TLDR
- American Eagle stock jumped 25% after Q2 earnings beat powered by Sydney Sweeney’s “Great Jeans” campaign
- The celebrity marketing push sold out in one week and generated 40 billion impressions
- UBS raised price target to $21.50, highlighting Aerie business improvements beyond marketing
- Revenue dropped 1% to $1.28 billion but company exceeded earnings expectations
- Tariff costs expected to hit $20M in Q3 and $40-50M in Q4
American Eagle stock soared 25% following the retailer’s second quarter earnings report. The company beat analyst expectations thanks to its controversial Sydney Sweeney marketing campaign.

CEO Jay Schottenstein credited the actress’s “Great Jeans” advertisement for driving profits. The campaign boosted brand awareness and customer engagement across multiple metrics.
The fall season launched strongly for American Eagle. Marketing partnerships with Sydney Sweeney and Travis Kelce helped increase comparable sales figures.
Sweeney’s campaign featured wordplay between “genes” and “jeans” while she modeled the clothing. The advertisement sparked intense debate across social media platforms.
Marketing Campaign Delivers Strong Sales
The Sweeney campaign sold out within one week of launch. Some individual items disappeared from inventory within 24 hours of release.
Chief marketing officer Craig Brommers praised the actress’s impact on new customer acquisition. The campaign reached unprecedented levels in just six weeks of operation.
Combined marketing efforts with Sweeney and Travis Kelce generated 40 billion total impressions. Executive creative director Jennifer Foyle highlighted this reach during Wednesday’s earnings call.
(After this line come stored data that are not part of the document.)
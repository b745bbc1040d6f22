//! Domain types: catalog items as returned by the API, and chat-side identities.

use std::fmt;
use std::str::FromStr;

use chrono::{DateTime, FixedOffset};
use serde::{Deserialize, Serialize};

use crate::constants::DETAIL_UNKNOWN_PLACEHOLDER;

/// A tag attached to an illustration.
#[derive(Debug, Clone, PartialEq, Eq, Serialize, Deserialize)]
pub struct Tag {
    pub name: String,
    #[serde(default)]
    pub translated_name: Option<String>,
}

/// An illustration author.
#[derive(Debug, Clone, PartialEq, Eq, Serialize, Deserialize)]
pub struct User {
    pub id: u64,
    #[serde(default)]
    pub name: String,
    #[serde(default)]
    pub account: String,
}

/// Resized image variants.
#[derive(Debug, Clone, Default, PartialEq, Eq, Serialize, Deserialize)]
pub struct ImageUrls {
    #[serde(default)]
    pub square_medium: String,
    #[serde(default)]
    pub medium: String,
    #[serde(default)]
    pub large: String,
    #[serde(default)]
    pub original: Option<String>,
}

#[derive(Debug, Clone, Default, PartialEq, Eq, Serialize, Deserialize)]
pub struct MetaSinglePage {
    #[serde(default)]
    pub original_image_url: Option<String>,
}

#[derive(Debug, Clone, PartialEq, Eq, Serialize, Deserialize)]
pub struct MetaPage {
    pub image_urls: ImageUrls,
}

/// A catalog item. Immutable once fetched.
#[derive(Debug, Clone, PartialEq, Eq, Serialize, Deserialize)]
pub struct Illust {
    pub id: u64,
    #[serde(default)]
    pub title: String,
    pub image_urls: ImageUrls,
    pub user: User,
    #[serde(default)]
    pub tags: Vec<Tag>,
    pub create_date: DateTime<FixedOffset>,
    #[serde(default)]
    pub page_count: u32,
    #[serde(default)]
    pub meta_single_page: MetaSinglePage,
    #[serde(default)]
    pub meta_pages: Vec<MetaPage>,
    #[serde(default)]
    pub total_view: u64,
    #[serde(default)]
    pub total_bookmarks: u64,
}

impl Illust {
    /// Case-insensitive tag match against either the tag or its translation.
    #[must_use]
    pub fn has_tag(&self, tag: &str) -> bool {
        self.tags.iter().any(|t| {
            t.name.eq_ignore_ascii_case(tag)
                || t
                    .translated_name
                    .as_deref()
                    .is_some_and(|n| n.eq_ignore_ascii_case(tag))
        })
    }

    /// Whether any of the given tags is present.
    #[must_use]
    pub fn has_any_tag<S: AsRef<str>>(&self, tags: &[S]) -> bool {
        tags.iter().any(|t| self.has_tag(t.as_ref()))
    }

    /// Listing endpoints sometimes return a stub carrying a placeholder image
    /// instead of the real detail.
    #[must_use]
    pub fn is_detail_missing(&self) -> bool {
        self.image_urls.large.contains(DETAIL_UNKNOWN_PLACEHOLDER)
    }

    /// URL of the first page at full resolution.
    #[must_use]
    pub fn original_url(&self) -> Option<&str> {
        self.meta_pages.first().map_or_else(
            || self.meta_single_page.original_image_url.as_deref(),
            |p| p.image_urls.original.as_deref(),
        )
    }

    #[must_use]
    pub fn link(&self) -> String {
        format!("https://www.pixiv.net/artworks/{}", self.id)
    }
}

/// Ranking categories accepted by the ranking endpoint.
#[derive(Debug, Clone, Copy, PartialEq, Eq, Hash, Serialize, Deserialize)]
#[serde(rename_all = "snake_case")]
pub enum RankingMode {
    Day,
    Week,
    Month,
    DayMale,
    DayFemale,
    WeekOriginal,
    WeekRookie,
    DayManga,
}

impl RankingMode {
    #[must_use]
    pub fn as_str(self) -> &'static str {
        match self {
            Self::Day => "day",
            Self::Week => "week",
            Self::Month => "month",
            Self::DayMale => "day_male",
            Self::DayFemale => "day_female",
            Self::WeekOriginal => "week_original",
            Self::WeekRookie => "week_rookie",
            Self::DayManga => "day_manga",
        }
    }
}

impl fmt::Display for RankingMode {
    fn fmt(&self, f: &mut fmt::Formatter<'_>) -> fmt::Result {
        f.write_str(self.as_str())
    }
}

impl FromStr for RankingMode {
    type Err = String;

    fn from_str(s: &str) -> Result<Self, Self::Err> {
        match s.to_lowercase().as_str() {
            "day" => Ok(Self::Day),
            "week" => Ok(Self::Week),
            "month" => Ok(Self::Month),
            "day_male" => Ok(Self::DayMale),
            "day_female" => Ok(Self::DayFemale),
            "week_original" => Ok(Self::WeekOriginal),
            "week_rookie" => Ok(Self::WeekRookie),
            "day_manga" => Ok(Self::DayManga),
            _ => Err(format!("'{s}' is not a valid ranking mode")),
        }
    }
}

/// A chat user, namespaced by the adapter it came from.
///
/// The same numeric id on two adapters is two different users.
#[derive(Debug, Clone, PartialEq, Eq, Hash)]
pub struct UserIdentifier {
    pub adapter: String,
    pub user_id: String,
}

impl UserIdentifier {
    #[must_use]
    pub fn new(adapter: impl Into<String>, user_id: impl Into<String>) -> Self {
        Self {
            adapter: adapter.into(),
            user_id: user_id.into(),
        }
    }
}

impl fmt::Display for UserIdentifier {
    fn fmt(&self, f: &mut fmt::Formatter<'_>) -> fmt::Result {
        write!(f, "{}:{}", self.adapter, self.user_id)
    }
}

/// Where a response is delivered: a user, or a user inside a group.
#[derive(Debug, Clone, PartialEq, Eq, Hash)]
pub struct PostDestination {
    adapter: String,
    user_id: Option<String>,
    group_id: Option<String>,
}

impl PostDestination {
    /// Direct conversation with a user.
    #[must_use]
    pub fn user(adapter: impl Into<String>, user_id: impl Into<String>) -> Self {
        Self {
            adapter: adapter.into(),
            user_id: Some(user_id.into()),
            group_id: None,
        }
    }

    /// A user speaking in a group.
    #[must_use]
    pub fn group(
        adapter: impl Into<String>,
        user_id: Option<String>,
        group_id: impl Into<String>,
    ) -> Self {
        Self {
            adapter: adapter.into(),
            user_id,
            group_id: Some(group_id.into()),
        }
    }

    #[must_use]
    pub fn adapter(&self) -> &str {
        &self.adapter
    }

    #[must_use]
    pub fn user_id(&self) -> Option<&str> {
        self.user_id.as_deref()
    }

    #[must_use]
    pub fn group_id(&self) -> Option<&str> {
        self.group_id.as_deref()
    }

    /// Identifier of the sending user, if the post is attributed to one.
    #[must_use]
    pub fn identifier(&self) -> Option<UserIdentifier> {
        self.user_id
            .as_deref()
            .map(|uid| UserIdentifier::new(self.adapter.as_str(), uid))
    }

    /// Whether `list` names this user either bare or as `adapter:user_id`.
    #[must_use]
    pub fn user_listed_in<S: AsRef<str>>(&self, list: &[S]) -> bool {
        let Some(identifier) = self.identifier() else {
            return false;
        };
        let qualified = identifier.to_string();
        list.iter()
            .any(|s| s.as_ref() == identifier.user_id || s.as_ref() == qualified)
    }
}

#[cfg(test)]
pub(crate) mod fixtures {
    use super::*;

    /// Build an illust with the fields selection and filtering look at.
    pub fn illust(id: u64, bookmarks: u64, views: u64, tags: &[&str]) -> Illust {
        illust_created(id, bookmarks, views, tags, "2024-01-01T00:00:00+09:00")
    }

    pub fn illust_created(
        id: u64,
        bookmarks: u64,
        views: u64,
        tags: &[&str],
        created: &str,
    ) -> Illust {
        Illust {
            id,
            title: format!("illust {id}"),
            image_urls: ImageUrls {
                large: format!("https://i.pximg.net/c/600x1200/{id}_p0.jpg"),
                ..ImageUrls::default()
            },
            user: User {
                id: 1,
                name: "artist".to_string(),
                account: "artist".to_string(),
            },
            tags: tags
                .iter()
                .map(|t| Tag {
                    name: (*t).to_string(),
                    translated_name: None,
                })
                .collect(),
            create_date: DateTime::parse_from_rfc3339(created).expect("valid timestamp"),
            page_count: 1,
            meta_single_page: MetaSinglePage {
                original_image_url: Some(format!("https://i.pximg.net/img-original/{id}_p0.png")),
            },
            meta_pages: Vec::new(),
            total_view: views,
            total_bookmarks: bookmarks,
        }
    }
}

#[cfg(test)]
mod tests {
    use super::*;

    #[test]
    fn test_deserialize_api_illust() {
        let json = serde_json::json!({
            "id": 12345,
            "title": "sample",
            "type": "illust",
            "image_urls": {
                "square_medium": "https://i.pximg.net/sq.jpg",
                "medium": "https://i.pximg.net/m.jpg",
                "large": "https://i.pximg.net/l.jpg"
            },
            "user": {"id": 7, "name": "someone", "account": "some1"},
            "tags": [{"name": "風景", "translated_name": "scenery"}],
            "create_date": "2023-05-01T12:00:00+09:00",
            "page_count": 1,
            "meta_single_page": {"original_image_url": "https://i.pximg.net/o.png"},
            "meta_pages": [],
            "total_view": 100,
            "total_bookmarks": 10
        });
        let illust: Illust = serde_json::from_value(json).unwrap();
        assert_eq!(illust.id, 12345);
        assert!(illust.has_tag("scenery"));
        assert!(illust.has_tag("風景"));
        assert_eq!(illust.original_url(), Some("https://i.pximg.net/o.png"));
        assert!(!illust.is_detail_missing());
    }

    #[test]
    fn test_detail_missing_placeholder() {
        let mut illust = fixtures::illust(1, 0, 0, &[]);
        illust.image_urls.large =
            "https://s.pximg.net/common/images/limit_unknown_360.png".to_string();
        assert!(illust.is_detail_missing());
    }

    #[test]
    fn test_ranking_mode_parse() {
        assert_eq!("week_rookie".parse::<RankingMode>(), Ok(RankingMode::WeekRookie));
        assert_eq!("DAY".parse::<RankingMode>(), Ok(RankingMode::Day));
        assert!("yearly".parse::<RankingMode>().is_err());
    }

    #[test]
    fn test_user_identifiers_do_not_collide_across_adapters() {
        let a = PostDestination::user("onebot", "42").identifier().unwrap();
        let b = PostDestination::user("telegram", "42").identifier().unwrap();
        assert_ne!(a, b);
        assert_eq!(a.to_string(), "onebot:42");
    }

    #[test]
    fn test_user_listed_in_bare_or_qualified() {
        let dest = PostDestination::user("onebot", "42");
        assert!(dest.user_listed_in(&["42"]));
        assert!(dest.user_listed_in(&["onebot:42"]));
        assert!(!dest.user_listed_in(&["telegram:42"]));

        let group_only = PostDestination::group("onebot", None, "1000");
        assert!(!group_only.user_listed_in(&["42"]));
    }
}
American Eagle plans to expand the Sweeney partnership later this year. The company will introduce new campaign elements despite the initial online controversy.
President Donald Trump called the advertisement “fantastic” while critics questioned its messaging. The polarized reactions only amplified the campaign’s visibility across social platforms.
Financial Performance Shows Mixed Results
Total revenue declined 1% to $1.28 billion in the second quarter. However, the company exceeded earnings per share expectations for the period.
American Eagle faces rising tariff costs in upcoming quarters. Management expects $20 million in additional expenses during Q3.
Fourth quarter tariff impacts could reach $40 million to $50 million. The company warned that price increases would continue to offset these costs.
This performance marks a turnaround from May’s challenging outlook. Schottenstein previously withdrew full-year guidance and reported a $75 million merchandise write-off.
UBS analysts raised their price target from $19 to $21.50 while maintaining a Buy rating. The investment bank emphasized Aerie business improvements beyond the celebrity marketing success.
The analysts believe product and merchandising enhancements drove quarter-over-quarter Aerie growth. These operational improvements suggest sustainable business momentum beyond viral marketing campaigns.
American Eagle expects ongoing price increases to help manage tariff pressures through the remainder of 2025.